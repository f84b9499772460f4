//! Execution domain type

use serde::{Deserialize, Serialize};
use serde_json::{Map, Value};
use std::fmt;
use std::str::FromStr;
use uuid::Uuid;

use crate::domain::stage::Stage;
use crate::domain::status::ExecutionStatus;
use crate::domain::trigger::Trigger;

/// Whether an execution is a run of a configured pipeline or an ad-hoc
/// orchestration.
#[derive(Debug, Clone, Copy, PartialEq, Eq, Hash, Serialize, Deserialize)]
#[serde(rename_all = "SCREAMING_SNAKE_CASE")]
pub enum ExecutionType {
    Pipeline,
    Orchestration,
}

impl ExecutionType {
    /// Lowercase name used to namespace store keys.
    pub fn key_name(self) -> &'static str {
        match self {
            ExecutionType::Pipeline => "pipeline",
            ExecutionType::Orchestration => "orchestration",
        }
    }
}

impl fmt::Display for ExecutionType {
    fn fmt(&self, f: &mut fmt::Formatter<'_>) -> fmt::Result {
        f.write_str(self.key_name())
    }
}

impl FromStr for ExecutionType {
    type Err = String;

    fn from_str(s: &str) -> Result<Self, Self::Err> {
        match s {
            "pipeline" | "PIPELINE" => Ok(ExecutionType::Pipeline),
            "orchestration" | "ORCHESTRATION" => Ok(ExecutionType::Orchestration),
            other => Err(format!("unknown execution type: {}", other)),
        }
    }
}

/// One run of a pipeline or an ad-hoc orchestration.
///
/// Structure shared between the store (persists) and the task runner
/// (mutates stage context/outputs and status).
#[derive(Debug, Clone, PartialEq, Serialize, Deserialize)]
#[serde(rename_all = "camelCase")]
pub struct Execution {
    pub id: String,
    #[serde(rename = "type")]
    pub execution_type: ExecutionType,
    /// All indices are partitioned by application.
    pub application: String,
    #[serde(skip_serializing_if = "Option::is_none")]
    pub name: Option<String>,
    /// Orchestrations only.
    #[serde(skip_serializing_if = "Option::is_none")]
    pub description: Option<String>,
    /// The logical pipeline this is a run of. Pipelines only.
    #[serde(skip_serializing_if = "Option::is_none")]
    pub pipeline_config_id: Option<String>,
    #[serde(default)]
    pub status: ExecutionStatus,
    #[serde(default)]
    pub canceled: bool,
    #[serde(skip_serializing_if = "Option::is_none")]
    pub canceled_by: Option<String>,
    #[serde(skip_serializing_if = "Option::is_none")]
    pub cancellation_reason: Option<String>,
    #[serde(skip_serializing_if = "Option::is_none")]
    pub paused: Option<PausedDetails>,
    #[serde(skip_serializing_if = "Option::is_none")]
    pub build_time: Option<i64>,
    #[serde(skip_serializing_if = "Option::is_none")]
    pub start_time: Option<i64>,
    #[serde(skip_serializing_if = "Option::is_none")]
    pub end_time: Option<i64>,
    /// Absolute deadline after which a NOT_STARTED execution is abandoned.
    #[serde(skip_serializing_if = "Option::is_none")]
    pub start_time_expiry: Option<i64>,
    #[serde(default)]
    pub keep_waiting_pipelines: bool,
    #[serde(default)]
    pub limit_concurrent: bool,
    #[serde(skip_serializing_if = "Option::is_none")]
    pub origin: Option<String>,
    #[serde(default)]
    pub trigger: Trigger,
    #[serde(default, skip_serializing_if = "Map::is_empty")]
    pub initial_config: Map<String, Value>,
    #[serde(default)]
    pub stages: Vec<Stage>,
}

impl Execution {
    pub fn new(
        execution_type: ExecutionType,
        id: impl Into<String>,
        application: impl Into<String>,
    ) -> Self {
        Execution {
            id: id.into(),
            execution_type,
            application: application.into(),
            name: None,
            description: None,
            pipeline_config_id: None,
            status: ExecutionStatus::NotStarted,
            canceled: false,
            canceled_by: None,
            cancellation_reason: None,
            paused: None,
            build_time: None,
            start_time: None,
            end_time: None,
            start_time_expiry: None,
            keep_waiting_pipelines: false,
            limit_concurrent: false,
            origin: None,
            trigger: Trigger::default(),
            initial_config: Map::new(),
            stages: Vec::new(),
        }
    }

    pub fn new_pipeline(application: impl Into<String>) -> Self {
        Execution::new(
            ExecutionType::Pipeline,
            Uuid::new_v4().to_string(),
            application,
        )
    }

    pub fn new_orchestration(application: impl Into<String>) -> Self {
        Execution::new(
            ExecutionType::Orchestration,
            Uuid::new_v4().to_string(),
            application,
        )
    }

    pub fn stage_by_id(&self, stage_id: &str) -> Option<&Stage> {
        self.stages.iter().find(|s| s.id == stage_id)
    }

    pub fn stage_by_ref_id(&self, ref_id: &str) -> Option<&Stage> {
        self.stages.iter().find(|s| s.ref_id.as_deref() == Some(ref_id))
    }

    pub fn is_complete(&self) -> bool {
        self.status.is_complete()
    }
}

/// Pause bookkeeping for an execution. Present only once a pause has
/// happened.
#[derive(Debug, Clone, Default, PartialEq, Serialize, Deserialize)]
#[serde(rename_all = "camelCase")]
pub struct PausedDetails {
    #[serde(skip_serializing_if = "Option::is_none")]
    pub paused_by: Option<String>,
    #[serde(skip_serializing_if = "Option::is_none")]
    pub resumed_by: Option<String>,
    #[serde(skip_serializing_if = "Option::is_none")]
    pub pause_time: Option<i64>,
    #[serde(skip_serializing_if = "Option::is_none")]
    pub resume_time: Option<i64>,
}

impl PausedDetails {
    pub fn is_paused(&self) -> bool {
        self.pause_time.is_some() && self.resume_time.is_none()
    }

    /// Milliseconds spent paused, zero while still paused or never paused.
    pub fn paused_ms(&self) -> i64 {
        match (self.pause_time, self.resume_time) {
            (Some(p), Some(r)) => r - p,
            _ => 0,
        }
    }
}

#[cfg(test)]
mod tests {
    use super::*;

    #[test]
    fn test_constructors() {
        let pipeline = Execution::new_pipeline("myapp");
        assert_eq!(pipeline.execution_type, ExecutionType::Pipeline);
        assert_eq!(pipeline.application, "myapp");
        assert_eq!(pipeline.status, ExecutionStatus::NotStarted);
        assert!(!pipeline.id.is_empty());

        let orchestration = Execution::new_orchestration("myapp");
        assert_eq!(orchestration.execution_type, ExecutionType::Orchestration);
        assert_ne!(pipeline.id, orchestration.id);
    }

    #[test]
    fn test_stage_lookup() {
        let mut execution = Execution::new_pipeline("myapp");
        let mut stage = Stage::new("bake");
        stage.ref_id = Some("1".to_string());
        let stage_id = stage.id.clone();
        execution.stages.push(stage);

        assert!(execution.stage_by_id(&stage_id).is_some());
        assert!(execution.stage_by_ref_id("1").is_some());
        assert!(execution.stage_by_ref_id("2").is_none());
    }

    #[test]
    fn test_paused_details() {
        let mut paused = PausedDetails {
            pause_time: Some(1_000),
            ..PausedDetails::default()
        };
        assert!(paused.is_paused());
        assert_eq!(paused.paused_ms(), 0);

        paused.resume_time = Some(4_500);
        assert!(!paused.is_paused());
        assert_eq!(paused.paused_ms(), 3_500);
    }
}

◆ Aim of the task ◆
Go through the material above and state how many lines hold the word "Deserialize". Give only the number.

◆ Solution for this problem ◆
4